Back to business, then. Our next #1 ups the pace, thankfully, after the past two treacly chart-toppers. It’s a soaring piano ‘n’ strings intro, a mish-mash of ‘I Will Survive’ and ‘It’s Raining Men’ – in my head anyway – which means disco is back, baby, for four weeks at least…
Don’t Leave Me This Way, by The Communards with Sarah Jane Morris (their 1st and only #1)
4 weeks, from 7th September – 5th October 1986
In comes a throbbing, Hi-NRG synth beat, and a high-pitched voice: Don’t leave me this way, I can’t survive, Can’t stay alive… Jimmy Somerville is the latest addition to our list of androgynous eighties voices, a worthy successor to Boy George, Limahl, Pete Burns and co.

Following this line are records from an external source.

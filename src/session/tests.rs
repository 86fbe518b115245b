use super::*;
use crate::storage::MemoryStorage;
use coursehub_shared::Role;
use std::cell::RefCell;

fn storages() -> (Rc<MemoryStorage>, Rc<MemoryStorage>) {
    (Rc::new(MemoryStorage::new()), Rc::new(MemoryStorage::new()))
}

fn sample_session(role: Role) -> Session {
    Session {
        token: "jwt-abc".into(),
        user: User {
            id: "u1".into(),
            name: "Grace Hopper".into(),
            email: "grace@example.com".into(),
            role,
        },
    }
}

#[test]
fn test_restore_valid_session() {
    let (durable, scratch) = storages();
    durable.set(TOKEN_KEY, "jwt-abc");
    durable.set(
        USER_KEY,
        r#"{"id":"u1","name":"Grace","email":"g@x.io","role":"student"}"#,
    );

    let store = SessionStore::restore(durable, scratch);
    assert_eq!(store.token().as_deref(), Some("jwt-abc"));
    assert_eq!(store.viewer(), Viewer::Student);
}

#[test]
fn test_restore_unparsable_user_clears_both() {
    let (durable, scratch) = storages();
    durable.set(TOKEN_KEY, "jwt-abc");
    durable.set(USER_KEY, "{not json");

    let store = SessionStore::restore(durable.clone(), scratch);
    assert!(store.current().is_none());
    assert_eq!(store.viewer(), Viewer::Anonymous);
    assert!(durable.get(TOKEN_KEY).is_none());
    assert!(durable.get(USER_KEY).is_none());
}

#[test]
fn test_restore_partial_presence_clears_both() {
    let (durable, scratch) = storages();
    durable.set(USER_KEY, r#"{"id":"u1","role":"admin"}"#);

    let store = SessionStore::restore(durable.clone(), scratch);
    assert!(store.current().is_none());
    assert!(durable.is_empty());
}

#[test]
fn test_establish_persists_and_notifies() {
    let (durable, scratch) = storages();
    let store = SessionStore::restore(durable.clone(), scratch);
    let events = Rc::new(RefCell::new(Vec::new()));
    let sink = events.clone();
    store.subscribe(move |e| sink.borrow_mut().push(e));

    store.establish(sample_session(Role::Instructor)).unwrap();

    assert_eq!(durable.get(TOKEN_KEY).as_deref(), Some("jwt-abc"));
    let persisted: User = serde_json::from_str(&durable.get(USER_KEY).unwrap()).unwrap();
    assert_eq!(persisted.role, Role::Instructor);
    assert_eq!(store.viewer(), Viewer::Instructor);
    assert_eq!(*events.borrow(), vec![SessionEvent::SignedIn]);
}

#[test]
fn test_logout_clears_only_session_keys() {
    let (durable, scratch) = storages();
    durable.set("unrelated", "keep");
    scratch.set(ACTIVE_SECTION_KEY, "my-courses");
    scratch.set("cache:course_1", "{}");

    let store = SessionStore::restore(durable.clone(), scratch.clone());
    store.establish(sample_session(Role::Student)).unwrap();
    store.logout();

    assert!(store.current().is_none());
    assert!(durable.get(TOKEN_KEY).is_none());
    assert!(durable.get(USER_KEY).is_none());
    assert_eq!(durable.get("unrelated").as_deref(), Some("keep"));
    assert!(scratch.get(ACTIVE_SECTION_KEY).is_none());
    assert!(scratch.get("cache:course_1").is_some());
}

#[test]
fn test_expire_emits_once() {
    let (durable, scratch) = storages();
    let store = SessionStore::restore(durable, scratch);
    let events = Rc::new(RefCell::new(Vec::new()));
    let sink = events.clone();
    store.subscribe(move |e| sink.borrow_mut().push(e));

    store.establish(sample_session(Role::Student)).unwrap();
    store.expire();
    store.expire();

    assert_eq!(
        *events.borrow(),
        vec![SessionEvent::SignedIn, SessionEvent::Expired]
    );
    assert!(store.require_user().unwrap_err().is_unauthorized());
}

#[test]
fn test_update_user_keeps_token() {
    let (durable, scratch) = storages();
    let store = SessionStore::restore(durable.clone(), scratch);
    assert!(store.update_user(sample_session(Role::Admin).user).is_err());

    store.establish(sample_session(Role::Student)).unwrap();
    let mut user = store.user().unwrap();
    user.name = "Grace B. Hopper".into();
    store.update_user(user).unwrap();

    assert_eq!(store.token().as_deref(), Some("jwt-abc"));
    assert!(durable.get(USER_KEY).unwrap().contains("Grace B. Hopper"));
}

He hits some genuinely astonishing high notes, especially as the song builds towards the end. The only downside is that he makes this bloody hard to sing along to…
Aaaaah… Baby! That’s a great hook – one that is fun to sing along with – especially when, ahead of the final chorus, the ‘Aaaah’ is drawn out even further and followed by a ridiculously life-affirming key-change. Over the top brilliance! Meanwhile guest singer Sarah Jane Morris, who wasn’t officially a Communard, complements Somerville’s falsetto with a warmer, deeper voice on the second verse and in her Come satisfy me… lines.
Oh and there’s also the ear-catching solo, with a clattering piano and horns. I’m enjoying this. It’s fun, frothy, and full of life (something much of 1986 has been lacking…) ‘Don’t Leave Me This Way’ was a cover of a cover. Harold Melvin & The Blue Notes’ disco-soul original had made #5 in 1977, while a pure disco version by Thelma Houston (on which The Communards’ take is based) had made #13 around the same time.
Houston’s version had been taken on as a gay anthem, with significance added to the lyrics as AIDS swept through the community. Both Communards were gay, Somerville having left the poor area of Glasgow he’d grown up in for London, becoming a sex worker in Soho. He’d been in the Top 10 before, with Bronski Beat, but this was his first and only #1. And if he had the interesting back-story, then keyboardist Richard Coles has had the more interesting after-story, becoming an actual Church of England priest, and radio presenter.
Sarah Jane Morris, meanwhile, worked with the duo on several more songs, before moving into jazz and opera. The Communards were only together for two albums, and for three Top 10 singles. A short and sweet chart-career, though one that did give them the biggest-selling single of 1986. This has felt like a bit of a palate-cleanser after the mix of novelties and mawkish ballads that had begun to bog things down. A straight-up, pop banger for the ages. Aaaaaaaaaah… Baby!